Biografia

A obra de Maria Klabin envolve cenas, ocorrências e paisagens permeadas pelo cotidiano e, portanto, vistas e vivenciadas de forma exaustiva. Ao lidar com elementos onipresentes, Klabin extrai a cadência de sua recorrência, buscando captar o ritmo formal embutido na repetição, ou banalidade, de sua experiência. O processo da artista consiste em produzir e reunir constantemente desenhos, fotografias e anotações que ela extrai de seu entorno. O acúmulo de pensamentos e imagens se entrelaçam e integram um sentido unitário, desvelando as intrigantes relações que constituem o centro das investigações pictóricas da artista. Em suas próprias palavras, Klabin desenvolve seu trabalho “como se estivesse escrevendo uma história, ou um diário, mas um diário de coisas que não aconteceram realmente. É uma narrativa que pode ser contada apenas através da pintura, mas que aborda temas que parecem mais familiares para escritores do que para pintores.”

 

Maria Klabin oscila entre extremos no que diz respeito a escala de seus trabalhos, produzindo pinturas ora pequenas, ora monumentais, a depender da natureza do tema abordado. Suas telas em reduzidas dimensões costumam servir de suporte para os fluxos rápidos de pensamento – como anotações em papel, que possivelmente tomam proveito do seu inconsciente – e capturam, efetivamente, o ritmo de seu entorno.

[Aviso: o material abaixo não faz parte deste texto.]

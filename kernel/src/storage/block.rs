    use alloc::sync::Arc;
    use crate::util::{KError, KResult};

    #[derive(Debug, Clone, Copy, PartialEq, Eq, PartialOrd, Ord)]
    pub struct BlockDeviceId(pub u32);

    /// Interface genérica de dispositivo de bloco (SSD/HDD/virtio/ramdisk).
    pub trait BlockDevice: Send + Sync {
        fn id(&self) -> BlockDeviceId;

        /// Tamanho de bloco (normalmente 512 ou 4096).
        fn block_size(&self) -> u32;

        /// Número total de blocos.
        fn num_blocks(&self) -> u64;

        /// Lê `count` blocos a partir de `lba` para `out`.
        /// `out.len()` deve ser `count * block_size`.
        fn read_blocks(&self, lba: u64, count: u32, out: &mut [u8]) -> KResult<()>;

        /// Escreve `count` blocos a partir de `lba` de `data`.
        fn write_blocks(&self, lba: u64, count: u32, data: &[u8]) -> KResult<()>;
    }

    pub fn check_io_args(block_size: u32, count: u32, buf_len: usize) -> KResult<()> {
        let expected = (block_size as usize)
            .checked_mul(count as usize)
            .ok_or(KError::Invalid)?;
        if expected != buf_len {
            return Err(KError::Invalid);
        }
        Ok(())
    }

    /// Wrapper que representa uma partição dentro de um BlockDevice.
    /// Traduz LBAs relativos à partição para LBAs absolutos no disco.
    pub struct PartitionBlockDevice {
        inner: Arc<dyn BlockDevice>,
        start_lba: u64,
        num_blocks: u64,
        id: BlockDeviceId,
    }

    impl PartitionBlockDevice {
        pub fn new(inner: Arc<dyn BlockDevice>, start_lba: u64, end_lba: u64, id: BlockDeviceId) -> Self {
            let num_blocks = end_lba.saturating_sub(start_lba) + 1;
            Self {
                inner,
                start_lba,
                num_blocks,
                id,
            }
        }
    }

    impl BlockDevice for PartitionBlockDevice {
        fn id(&self) -> BlockDeviceId {
            self.id
        }

        fn block_size(&self) -> u32 {
            self.inner.block_size()
        }

        fn num_blocks(&self) -> u64 {
            self.num_blocks
        }

        fn read_blocks(&self, lba: u64, count: u32, out: &mut [u8]) -> KResult<()> {
            // Verifica limites
            if lba >= self.num_blocks || lba + count as u64 > self.num_blocks {
                return Err(KError::OutOfRange);
            }
            // Traduz LBA
            let abs_lba = self.start_lba + lba;
            self.inner.read_blocks(abs_lba, count, out)
        }

        fn write_blocks(&self, lba: u64, count: u32, data: &[u8]) -> KResult<()> {
            // Verifica limites
            if lba >= self.num_blocks || lba + count as u64 > self.num_blocks {
                return Err(KError::OutOfRange);
            }
            // Traduz LBA
            let abs_lba = self.start_lba + lba;
            self.inner.write_blocks(abs_lba, count, data)
        }
    }
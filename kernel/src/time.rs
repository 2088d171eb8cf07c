//! Time management
//!
//! Gerencia tempo do sistema, relógios e timers.

#![allow(dead_code)]

use core::sync::atomic::{AtomicU64, Ordering};

/// Ticks desde o boot (incrementado pelo timer IRQ)
static TICKS: AtomicU64 = AtomicU64::new(0);

/// Frequência do timer em Hz (100 = 10ms por tick)
const TIMER_HZ: u64 = 100;

/// Nanosegundos por tick
const NS_PER_TICK: u64 = 1_000_000_000 / TIMER_HZ;

/// Epoch Unix em segundos (boot time - simplificado)
/// Em um OS real, isso viria do RTC
static BOOT_TIME_SECS: AtomicU64 = AtomicU64::new(1704067200); // 2024-01-01 00:00:00 UTC

/// Chamado pelo timer IRQ handler
pub fn tick() {
    TICKS.fetch_add(1, Ordering::Relaxed);
}

/// Retorna ticks desde o boot
pub fn ticks() -> u64 {
    TICKS.load(Ordering::Relaxed)
}

/// Retorna tempo desde o boot em nanosegundos
pub fn uptime_ns() -> u64 {
    ticks() * NS_PER_TICK
}

/// Retorna tempo desde o boot em milissegundos
pub fn uptime_ms() -> u64 {
    (ticks() * 1000) / TIMER_HZ
}

/// Retorna tempo desde o boot em segundos
pub fn uptime_secs() -> u64 {
    ticks() / TIMER_HZ
}

/// Estrutura timespec (para clock_gettime)
#[repr(C)]
#[derive(Debug, Clone, Copy, Default)]
pub struct Timespec {
    pub tv_sec: i64,
    pub tv_nsec: i64,
}

/// Estrutura timeval (para gettimeofday)
#[repr(C)]
#[derive(Debug, Clone, Copy, Default)]
pub struct Timeval {
    pub tv_sec: i64,
    pub tv_usec: i64,
}

/// Estrutura timezone
#[repr(C)]
#[derive(Debug, Clone, Copy, Default)]
pub struct Timezone {
    pub tz_minuteswest: i32,
    pub tz_dsttime: i32,
}

/// IDs de clock
pub mod clock {
    pub const CLOCK_REALTIME: i32 = 0;
    pub const CLOCK_MONOTONIC: i32 = 1;
    pub const CLOCK_PROCESS_CPUTIME_ID: i32 = 2;
    pub const CLOCK_THREAD_CPUTIME_ID: i32 = 3;
    pub const CLOCK_MONOTONIC_RAW: i32 = 4;
    pub const CLOCK_REALTIME_COARSE: i32 = 5;
    pub const CLOCK_MONOTONIC_COARSE: i32 = 6;
    pub const CLOCK_BOOTTIME: i32 = 7;
}

/// Obtém o tempo real (wall clock)
pub fn realtime() -> Timespec {
    let uptime = uptime_ns();
    let boot_secs = BOOT_TIME_SECS.load(Ordering::Relaxed);

    let total_ns = boot_secs * 1_000_000_000 + uptime;
    Timespec {
        tv_sec: (total_ns / 1_000_000_000) as i64,
        tv_nsec: (total_ns % 1_000_000_000) as i64,
    }
}

/// Obtém tempo monotônico (desde o boot)
pub fn monotonic() -> Timespec {
    let uptime = uptime_ns();
    Timespec {
        tv_sec: (uptime / 1_000_000_000) as i64,
        tv_nsec: (uptime % 1_000_000_000) as i64,
    }
}

/// clock_gettime syscall
pub fn clock_gettime(clock_id: i32) -> Option<Timespec> {
    match clock_id {
        clock::CLOCK_REALTIME | clock::CLOCK_REALTIME_COARSE => Some(realtime()),
        clock::CLOCK_MONOTONIC
        | clock::CLOCK_MONOTONIC_RAW
        | clock::CLOCK_MONOTONIC_COARSE
        | clock::CLOCK_BOOTTIME => Some(monotonic()),
        clock::CLOCK_PROCESS_CPUTIME_ID | clock::CLOCK_THREAD_CPUTIME_ID => {
            // CPU time = uptime por simplicidade
            Some(monotonic())
        }
        _ => None,
    }
}

/// gettimeofday syscall
pub fn gettimeofday() -> (Timeval, Timezone) {
    let ts = realtime();
    let tv = Timeval {
        tv_sec: ts.tv_sec,
        tv_usec: ts.tv_nsec / 1000,
    };
    let tz = Timezone {
        tz_minuteswest: 0,
        tz_dsttime: 0,
    };
    (tv, tz)
}

/// nanosleep - dorme por um período
pub fn nanosleep(req: &Timespec) -> Timespec {
    let sleep_ns = req.tv_sec as u64 * 1_000_000_000 + req.tv_nsec as u64;
    let sleep_ticks = (sleep_ns + NS_PER_TICK - 1) / NS_PER_TICK;

    let start = ticks();
    let target = start + sleep_ticks;

    while ticks() < target {
        // Yield para outros processos
        crate::task::yield_now();
    }

    // Retorna tempo restante (0 se dormiu tudo)
    Timespec { tv_sec: 0, tv_nsec: 0 }
}

/// Inicializa o RTC e obtém hora real
pub fn init() {
    // Lê o RTC para obter a hora real
    let rtc_time = read_rtc();
    if rtc_time > 0 {
        BOOT_TIME_SECS.store(rtc_time, Ordering::Relaxed);
        crate::kprintln!("time: RTC epoch = {}", rtc_time);
    }
    crate::kprintln!("time: timer hz = {}", TIMER_HZ);
}

/// Lê segundos desde epoch do RTC (CMOS)
fn read_rtc() -> u64 {
    use x86_64::instructions::port::Port;

    unsafe {
        let mut addr = Port::<u8>::new(0x70);
        let mut data = Port::<u8>::new(0x71);

        // Espera RTC não estar em update
        loop {
            addr.write(0x0A);
            if data.read() & 0x80 == 0 {
                break;
            }
        }

        // Lê valores
        addr.write(0x00);
        let sec = bcd_to_bin(data.read());
        addr.write(0x02);
        let min = bcd_to_bin(data.read());
        addr.write(0x04);
        let hour = bcd_to_bin(data.read());
        addr.write(0x07);
        let day = bcd_to_bin(data.read());
        addr.write(0x08);
        let month = bcd_to_bin(data.read());
        addr.write(0x09);
        let year = bcd_to_bin(data.read()) as u64 + 2000;

        // Converte para Unix timestamp (simplificado, sem leap seconds)
        let mut days: u64 = 0;

        // Anos desde 1970
        for y in 1970..year {
            days += if is_leap_year(y) { 366 } else { 365 };
        }

        // Meses no ano atual
        let days_in_month = [31, 28, 31, 30, 31, 30, 31, 31, 30, 31, 30, 31];
        for m in 1..month {
            days += days_in_month[m as usize - 1] as u64;
            if m == 2 && is_leap_year(year) {
                days += 1;
            }
        }

        // Dias no mês
        days += day as u64 - 1;

        // Converte para segundos
        days * 86400 + hour as u64 * 3600 + min as u64 * 60 + sec as u64
    }
}

fn bcd_to_bin(bcd: u8) -> u8 {
    (bcd & 0x0F) + ((bcd >> 4) * 10)
}

fn is_leap_year(year: u64) -> bool {
    (year % 4 == 0 && year % 100 != 0) || (year % 400 == 0)
}
//! SSH-2 Client and Server
//!
//! SSH-2 implementation supporting both client and server modes:
//! - Key exchange: curve25519-sha256
//! - Encryption: chacha20-poly1305@openssh.com, aes256-gcm
//! - MAC: built into AEAD ciphers
//! - Host key: ssh-ed25519, rsa-sha2-256
//! - Authentication: password, publickey
//!
//! Reference: RFC 4253 (Transport), RFC 4252 (Auth), RFC 4254 (Connection)

#![allow(dead_code)]

use alloc::string::String;
use alloc::vec::Vec;
use alloc::vec;
use alloc::format;

use crate::crypto::{sha256, hmac_sha256, Sha256};
use crate::crypto::{chacha20_poly1305_encrypt, chacha20_poly1305_decrypt};
use crate::crypto::{x25519_public_key, x25519_diffie_hellman, random_bytes};
use crate::util::{KError, KResult};

use super::tcp::{self, TcpConnKey};
use super::dns;

// SSH Protocol Constants
const SSH_MSG_DISCONNECT: u8 = 1;
const SSH_MSG_IGNORE: u8 = 2;
const SSH_MSG_UNIMPLEMENTED: u8 = 3;
const SSH_MSG_DEBUG: u8 = 4;
const SSH_MSG_SERVICE_REQUEST: u8 = 5;
const SSH_MSG_SERVICE_ACCEPT: u8 = 6;
const SSH_MSG_KEXINIT: u8 = 20;
const SSH_MSG_NEWKEYS: u8 = 21;
const SSH_MSG_KEX_ECDH_INIT: u8 = 30;
const SSH_MSG_KEX_ECDH_REPLY: u8 = 31;
const SSH_MSG_USERAUTH_REQUEST: u8 = 50;
const SSH_MSG_USERAUTH_FAILURE: u8 = 51;
const SSH_MSG_USERAUTH_SUCCESS: u8 = 52;
const SSH_MSG_USERAUTH_BANNER: u8 = 53;
const SSH_MSG_GLOBAL_REQUEST: u8 = 80;
const SSH_MSG_REQUEST_SUCCESS: u8 = 81;
const SSH_MSG_REQUEST_FAILURE: u8 = 82;
const SSH_MSG_CHANNEL_OPEN: u8 = 90;
const SSH_MSG_CHANNEL_OPEN_CONFIRMATION: u8 = 91;
const SSH_MSG_CHANNEL_OPEN_FAILURE: u8 = 92;
const SSH_MSG_CHANNEL_WINDOW_ADJUST: u8 = 93;
const SSH_MSG_CHANNEL_DATA: u8 = 94;
const SSH_MSG_CHANNEL_EXTENDED_DATA: u8 = 95;
const SSH_MSG_CHANNEL_EOF: u8 = 96;
const SSH_MSG_CHANNEL_CLOSE: u8 = 97;
const SSH_MSG_CHANNEL_REQUEST: u8 = 98;
const SSH_MSG_CHANNEL_SUCCESS: u8 = 99;
const SSH_MSG_CHANNEL_FAILURE: u8 = 100;

// Disconnect Reason Codes
const SSH_DISCONNECT_HOST_NOT_ALLOWED_TO_CONNECT: u32 = 1;
const SSH_DISCONNECT_PROTOCOL_ERROR: u32 = 2;
const SSH_DISCONNECT_KEY_EXCHANGE_FAILED: u32 = 3;
const SSH_DISCONNECT_RESERVED: u32 = 4;
const SSH_DISCONNECT_MAC_ERROR: u32 = 5;
const SSH_DISCONNECT_COMPRESSION_ERROR: u32 = 6;
const SSH_DISCONNECT_SERVICE_NOT_AVAILABLE: u32 = 7;
const SSH_DISCONNECT_PROTOCOL_VERSION_NOT_SUPPORTED: u32 = 8;
const SSH_DISCONNECT_HOST_KEY_NOT_VERIFIABLE: u32 = 9;
const SSH_DISCONNECT_CONNECTION_LOST: u32 = 10;
const SSH_DISCONNECT_BY_APPLICATION: u32 = 11;
const SSH_DISCONNECT_TOO_MANY_CONNECTIONS: u32 = 12;
const SSH_DISCONNECT_AUTH_CANCELLED_BY_USER: u32 = 13;
const SSH_DISCONNECT_NO_MORE_AUTH_METHODS_AVAILABLE: u32 = 14;
const SSH_DISCONNECT_ILLEGAL_USER_NAME: u32 = 15;
//! Out-of-Memory (OOM) Killer
//!
//! Intelligent OOM killer that selects processes to kill when the system
//! runs critically low on memory. Uses a scoring system based on:
//! - Process memory usage
//! - Process priority/niceness
//! - Process age (uptime)
//! - User preferences (protected processes)
//! - OOM score adjustment

use alloc::collections::BTreeMap;
use alloc::string::{String, ToString};
use alloc::vec::Vec;
use core::sync::atomic::{AtomicBool, AtomicU64, Ordering};
use crate::sync::IrqSafeMutex;

/// Process ID type
pub type Pid = u64;

/// OOM score for a process (higher = more likely to be killed)
pub type OomScore = i32;

/// OOM adjustment value (-1000 to 1000)
/// -1000 = protected (never kill)
/// 0 = default
/// 1000 = always prefer to kill
pub type OomAdjustment = i16;

/// Memory threshold levels
#[derive(Debug, Clone, Copy, PartialEq, Eq)]
pub enum MemoryPressure {
    /// Normal memory usage
    None,
    /// Low memory warning (start reclaiming)
    Low,
    /// Critical memory (OOM imminent)
    Critical,
    /// OOM triggered
    OomTriggered,
}

/// OOM policy for a process
#[derive(Debug, Clone, Copy, PartialEq, Eq)]
pub enum OomPolicy {
    /// Normal OOM handling
    Normal,
    /// Protected from OOM killer (try to kill others first)
    Protected,
    /// Never kill (system critical)
    NeverKill,
    /// Prefer to kill this process
    PreferKill,
    /// Kill entire process group
    KillGroup,
}

/// Memory usage statistics for a process
#[derive(Debug, Clone, Default)]
pub struct ProcessMemoryStats {
    /// Resident set size (bytes)
    pub rss: u64,
    /// Virtual memory size (bytes)
    pub vms: u64,
    /// Shared memory (bytes)
    pub shared: u64,
    /// Private memory (bytes)
    pub private: u64,
    /// Swap usage (bytes)
    pub swap: u64,
    /// Page cache usage (bytes)
    pub page_cache: u64,
}

impl ProcessMemoryStats {
    /// Total memory impact (weighted for OOM scoring)
    pub fn total_impact(&self) -> u64 {
        // RSS is most important, then private, then swap
        self.rss + (self.private / 2) + (self.swap / 4)
    }
}

/// OOM process info
#[derive(Debug, Clone)]
pub struct OomProcessInfo {
    /// Process ID
    pub pid: Pid,
    /// Process name
    pub name: String,
    /// Parent process ID
    pub ppid: Pid,
    /// User ID
    pub uid: u32,
    /// Memory stats
    pub memory: ProcessMemoryStats,
    /// Process niceness (-20 to 19)
    pub nice: i8,
    /// Process start time (seconds since boot)
    pub start_time: u64,
    /// OOM adjustment
    pub oom_adj: OomAdjustment,
    /// OOM policy
    pub policy: OomPolicy,
    /// Is this a kernel thread?
    pub is_kernel: bool,
    /// Children PIDs
    pub children: Vec<Pid>,
}

impl OomProcessInfo {
    /// Calculate OOM score for this process
    /// Higher score = more likely to be killed
    pub fn calculate_score(&self, total_memory: u64) -> OomScore {
        // Never kill kernel threads
        if self.is_kernel {
            return OomScore::MIN;
        }

        // Check policy
        match self.policy {
            OomPolicy::NeverKill => return OomScore::MIN,
            OomPolicy::Protected => {
                // Very low base score for protected processes
                if self.oom_adj >= 0 {
                    return -900;
                }
            }
            OomPolicy::PreferKill => {
                // Start with high base score
                return 900 + self.oom_adj as i32;
            }
            _ => {}
        }

        // Base score from memory usage percentage (0-1000)
        let mem_pct = if total_memory > 0 {
            ((self.memory.total_impact() * 1000) / total_memory) as i32
        } else {
            0
        };

        // Adjust for niceness (nice processes are more likely to be killed)
        // nice -20 to 19 maps to -50 to +50
        let nice_adj = ((self.nice as i32) * 50) / 20;

        // Adjust for process age (older processes less likely to be killed)
        // Processes older than 10 minutes get bonus protection
        let age_adj = if self.start_time > 600 {
            -50
        } else if self.start_time > 60 {
            -25
        } else {
            0
        };

        // Calculate final score
        let mut score = mem_pct + nice_adj + age_adj;

        // Apply user adjustment (-1000 to 1000)
        score += self.oom_adj as i32;

        // Clamp to valid range
        score.clamp(-1000, 1000)
    }
}

/// OOM kill result
#[derive(Debug, Clone)]
pub struct OomKillResult {
    /// Process that was killed
    pub pid: Pid,
    /// Process name
    pub name: String,
    /// Memory freed (estimated)
    pub memory_freed: u64,
    /// OOM score at time of kill
    pub score: OomScore,
    /// Why this process was selected
    pub reason: String,
}

/// OOM statistics
#[derive(Debug, Clone, Default)]
pub struct OomStats {
    /// Total OOM kills
    pub total_kills: u64,
    /// Total memory freed by OOM kills
    pub total_freed: u64,
    /// Last OOM kill timestamp
    pub last_kill_time: u64,
    /// Number of OOM situations
    pub oom_count: u64,
    /// Number of times OOM was avoided by reclaim
    pub reclaim_success: u64,
}
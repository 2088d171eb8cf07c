//! Network stack do kernel.
//!
//! Implementa:
//! - Ethernet (Layer 2)
//! - ARP (Address Resolution)
//! - IPv4 (Layer 3)
//! - ICMP (ping)
//! - UDP (Layer 4)
//! - TCP (Layer 4)
//! - DNS (Domain Name Resolution)
//! - DHCP (Dynamic Host Configuration)

#![allow(dead_code)]

extern crate alloc;

pub mod ethernet;
pub mod arp;
pub mod ipv4;
pub mod ipv6;
pub mod icmp;
pub mod udp;
pub mod tcp;
pub mod socket;
pub mod dns;
pub mod dhcp;
pub mod http;
pub mod tls;
pub mod ssh;
pub mod wifi;
pub mod ntp;
pub mod ftp;

use alloc::vec::Vec;
use crate::sync::IrqSafeMutex;

/// Configuração de rede
#[derive(Debug, Clone, Copy)]
pub struct NetConfig {
    pub mac: [u8; 6],
    pub ip: Ipv4Addr,
    pub netmask: Ipv4Addr,
    pub gateway: Ipv4Addr,
}

impl Default for NetConfig {
    fn default() -> Self {
        Self {
            mac: [0; 6],
            ip: Ipv4Addr::new(10, 0, 2, 15),      // QEMU user mode default
            netmask: Ipv4Addr::new(255, 255, 255, 0),
            gateway: Ipv4Addr::new(10, 0, 2, 2),   // QEMU gateway
        }
    }
}

/// Endereço IPv4
#[derive(Debug, Clone, Copy, PartialEq, Eq, PartialOrd, Ord, Hash, Default)]
pub struct Ipv4Addr(pub [u8; 4]);

impl Ipv4Addr {
    pub const BROADCAST: Self = Self([255, 255, 255, 255]);
    pub const UNSPECIFIED: Self = Self([0, 0, 0, 0]);

    pub const fn new(a: u8, b: u8, c: u8, d: u8) -> Self {
        Self([a, b, c, d])
    }

    pub fn from_bytes(bytes: &[u8]) -> Self {
        let mut arr = [0u8; 4];
        arr.copy_from_slice(&bytes[..4]);
        Self(arr)
    }

    pub fn as_bytes(&self) -> &[u8; 4] {
        &self.0
    }

    pub fn to_u32(&self) -> u32 {
        u32::from_be_bytes(self.0)
    }

    pub fn from_u32(val: u32) -> Self {
        Self(val.to_be_bytes())
    }

    pub fn is_broadcast(&self) -> bool {
        *self == Self::BROADCAST
    }

    pub fn is_multicast(&self) -> bool {
        self.0[0] >= 224 && self.0[0] <= 239
    }
}

impl core::fmt::Display for Ipv4Addr {
    fn fmt(&self, f: &mut core::fmt::Formatter<'_>) -> core::fmt::Result {
        write!(f, "{}.{}.{}.{}", self.0[0], self.0[1], self.0[2], self.0[3])
    }
}

/// MAC address
#[derive(Debug, Clone, Copy, PartialEq, Eq, Hash, Default)]
pub struct MacAddr(pub [u8; 6]);

impl MacAddr {
    pub const BROADCAST: Self = Self([0xff, 0xff, 0xff, 0xff, 0xff, 0xff]);
    pub const ZERO: Self = Self([0; 6]);

    pub fn from_bytes(bytes: &[u8]) -> Self {
        let mut arr = [0u8; 6];
        arr.copy_from_slice(&bytes[..6]);
        Self(arr)
    }

    pub fn as_bytes(&self) -> &[u8; 6] {
        &self.0
    }

    pub fn is_broadcast(&self) -> bool {
        *self == Self::BROADCAST
    }
}

impl core::fmt::Display for MacAddr {
    fn fmt(&self, f: &mut core::fmt::Formatter<'_>) -> core::fmt::Result {
        write!(f, "{:02x}:{:02x}:{:02x}:{:02x}:{:02x}:{:02x}",
            self.0[0], self.0[1], self.0[2], self.0[3], self.0[4], self.0[5])
    }
}

/// Configuração global de rede
static NET_CONFIG: IrqSafeMutex<Option<NetConfig>> = IrqSafeMutex::new(None);

/// Inicializa o network stack
pub fn init() {
    // Inicializa o driver de rede
    crate::drivers::net::init();

    // Obtém o MAC do driver
    if let Some(mac) = crate::drivers::net::get_mac() {
        let config = NetConfig {
            mac,
            ..Default::default()
        };

        crate::kprintln!("net: MAC = {}", MacAddr(mac));
        crate::kprintln!("net: IP = {}", config.ip);
        crate::kprintln!("net: Gateway = {}", config.gateway);

        *NET_CONFIG.lock() = Some(config);

        // Inicializa subsistemas
        arp::init();
        socket::init();
        dns::init();
        http::init();
        tls::init();

        crate::kprintln!("net: stack inicializado");
    } else {
        crate::kprintln!("net: nenhuma interface de rede disponível");
    }
}

/// Retorna a configuração de rede atual
pub fn config() -> Option<NetConfig> {
    *NET_CONFIG.lock()
}

/// Processa pacotes recebidos
pub fn poll() {
    while let Some(packet) = crate::drivers::net::recv() {
        if let Some(eth_frame) = ethernet::EthernetFrame::parse(&packet) {
            ethernet::handle_frame(eth_frame, &packet);
        }
    }
}

/// Envia um pacote Ethernet
pub fn send_ethernet(dst_mac: MacAddr, ethertype: u16, payload: &[u8]) -> crate::util::KResult<()> {
    let config = config().ok_or(crate::util::KError::NotSupported)?;

    let mut packet = Vec::with_capacity(14 + payload.len());

    // Ethernet header
    packet.extend_from_slice(&dst_mac.0);
    packet.extend_from_slice(&config.mac);
    packet.extend_from_slice(&ethertype.to_be_bytes());
    packet.extend_from_slice(payload);

    // Padding mínimo de 60 bytes
    while packet.len() < 60 {
        packet.push(0);
    }

    crate::drivers::net::send(&packet)
}
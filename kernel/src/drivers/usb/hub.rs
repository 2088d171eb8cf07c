//! USB Hub driver
//!
//! Handles USB hub enumeration, port power, and downstream device detection.

use alloc::vec::Vec;
use spin::Mutex;

use super::controller::InterruptRegistration;
use super::{class, SetupPacket, UsbSpeed};
use crate::util::{KError, KResult};

/// Hub descriptor (USB 2.0)
#[repr(C, packed)]
#[derive(Debug, Clone, Copy)]
pub struct HubDescriptor {
    pub length: u8,
    pub descriptor_type: u8,
    pub num_ports: u8,
    pub characteristics: u16,
    pub power_on_time: u8,  // in 2ms units
    pub current: u8,
}

/// SuperSpeed Hub descriptor (USB 3.0)
#[repr(C, packed)]
#[derive(Debug, Clone, Copy)]
pub struct SsHubDescriptor {
    pub length: u8,
    pub descriptor_type: u8,
    pub num_ports: u8,
    pub characteristics: u16,
    pub power_on_time: u8,
    pub current: u8,
    pub header_decode_latency: u8,
    pub hub_delay: u16,
    pub removable_ports: u16,
}

/// Hub port status bits
pub mod port_status {
    pub const CONNECTION: u16 = 1 << 0;
    pub const ENABLE: u16 = 1 << 1;
    pub const SUSPEND: u16 = 1 << 2;
    pub const OVER_CURRENT: u16 = 1 << 3;
    pub const RESET: u16 = 1 << 4;
    pub const POWER: u16 = 1 << 8;
    pub const LOW_SPEED: u16 = 1 << 9;
    pub const HIGH_SPEED: u16 = 1 << 10;
    pub const TEST_MODE: u16 = 1 << 11;
    pub const INDICATOR: u16 = 1 << 12;
}

/// Hub port change bits
pub mod port_change {
    pub const C_CONNECTION: u16 = 1 << 0;
    pub const C_ENABLE: u16 = 1 << 1;
    pub const C_SUSPEND: u16 = 1 << 2;
    pub const C_OVER_CURRENT: u16 = 1 << 3;
    pub const C_RESET: u16 = 1 << 4;
}

/// Hub class-specific requests
pub mod hub_request {
    pub const GET_STATUS: u8 = 0;
    pub const CLEAR_FEATURE: u8 = 1;
    pub const SET_FEATURE: u8 = 3;
    pub const GET_DESCRIPTOR: u8 = 6;
    pub const SET_DESCRIPTOR: u8 = 7;
    pub const CLEAR_TT_BUFFER: u8 = 8;
    pub const RESET_TT: u8 = 9;
    pub const GET_TT_STATE: u8 = 10;
    pub const STOP_TT: u8 = 11;
    /// USB 3.0 hub class request, sets a SuperSpeed hub's distance (in
    /// tiers) from the root hub so it knows how to route hub-depth-aware
    /// link commands.
    pub const SET_HUB_DEPTH: u8 = 12;
}

/// Hub feature selectors
pub mod hub_feature {
    // Hub features
    pub const C_HUB_LOCAL_POWER: u16 = 0;
    pub const C_HUB_OVER_CURRENT: u16 = 1;

    // Port features
    pub const PORT_CONNECTION: u16 = 0;
    pub const PORT_ENABLE: u16 = 1;
    pub const PORT_SUSPEND: u16 = 2;
    pub const PORT_OVER_CURRENT: u16 = 3;
    pub const PORT_RESET: u16 = 4;
    pub const PORT_POWER: u16 = 8;
    pub const PORT_LOW_SPEED: u16 = 9;
    pub const C_PORT_CONNECTION: u16 = 16;
    pub const C_PORT_ENABLE: u16 = 17;
    pub const C_PORT_SUSPEND: u16 = 18;
    pub const C_PORT_OVER_CURRENT: u16 = 19;
    pub const C_PORT_RESET: u16 = 20;
    pub const PORT_TEST: u16 = 21;
    pub const PORT_INDICATOR: u16 = 22;
}

/// Port status and change (4 bytes returned by GET_PORT_STATUS)
#[repr(C)]
#[derive(Debug, Clone, Copy, Default)]
pub struct PortStatus {
    pub status: u16,
    pub change: u16,
}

Suas pinturas em grande formato, por sua vez, incorporam percepções de cunho mais contemplativo e onírico. Recentemente, Klabin produziu uma série de pinturas de paisagens que se aproximam da escala do mural, partindo de fragmentos de elementos autobiográficos, destilados do que ela descreve como uma improvável e fluida colcha de retalhos da memória, o que resulta em composições não atraentes e assustadoras que escapam a objetividade.

 

Maria Klabin estudou Artes Visuais e História da Arte na Brandeis University, em Massachusetts, Estados Unidos, onde ganhou o prêmio Susan May Green de pintura. Em 2002, concluiu o mestrado na Central Saint Martins – University of the Arts London, em Londres, Reino Unido. Exposições individuais incluem: Entre Rio e Pedra, na Galeria Silvia Cintra (2017), no Rio de Janeiro, RJ, Brasil; E o dia havia acabado, quando começou, na Galeria Silvia Cintra (2014), no Rio de Janeiro, RJ, Brasil; entre outras. Exposições coletivas incluem: In Waiting: Works Produced in Isolation, na Nara Roesler, em São Paulo, SP, Brasil (2020), Já estava assim quando eu cheguei, na Ron Mandos (2020), em Amsterdã, Holanda; Festival de Arte Contemporânea, no SESC VideoBrasil (2012/13), em São Paulo, SP, Brasil; Novas Aquisições da Coleção Gilberto Chateaubriand, no Museu de Arte Moderna do Rio de Janeiro (MAM Rio) (2012), no Rio de Janeiro, RJ, Brasil; Rumos 2005/06 Paradoxos Brasil, no Itaú Cultural (2006), em São Paulo, SP, Brasil; Além da Imagem, no Paço Imperial (2006), no Rio de Janeiro, RJ, Brasil; entre outras. Suas obras fazem parte de importantes acervos institucionais, como Museu de Arte Moderna, no Rio de Janeiro, Brasil e Itaú Cultural, em São Paulo, Brasil.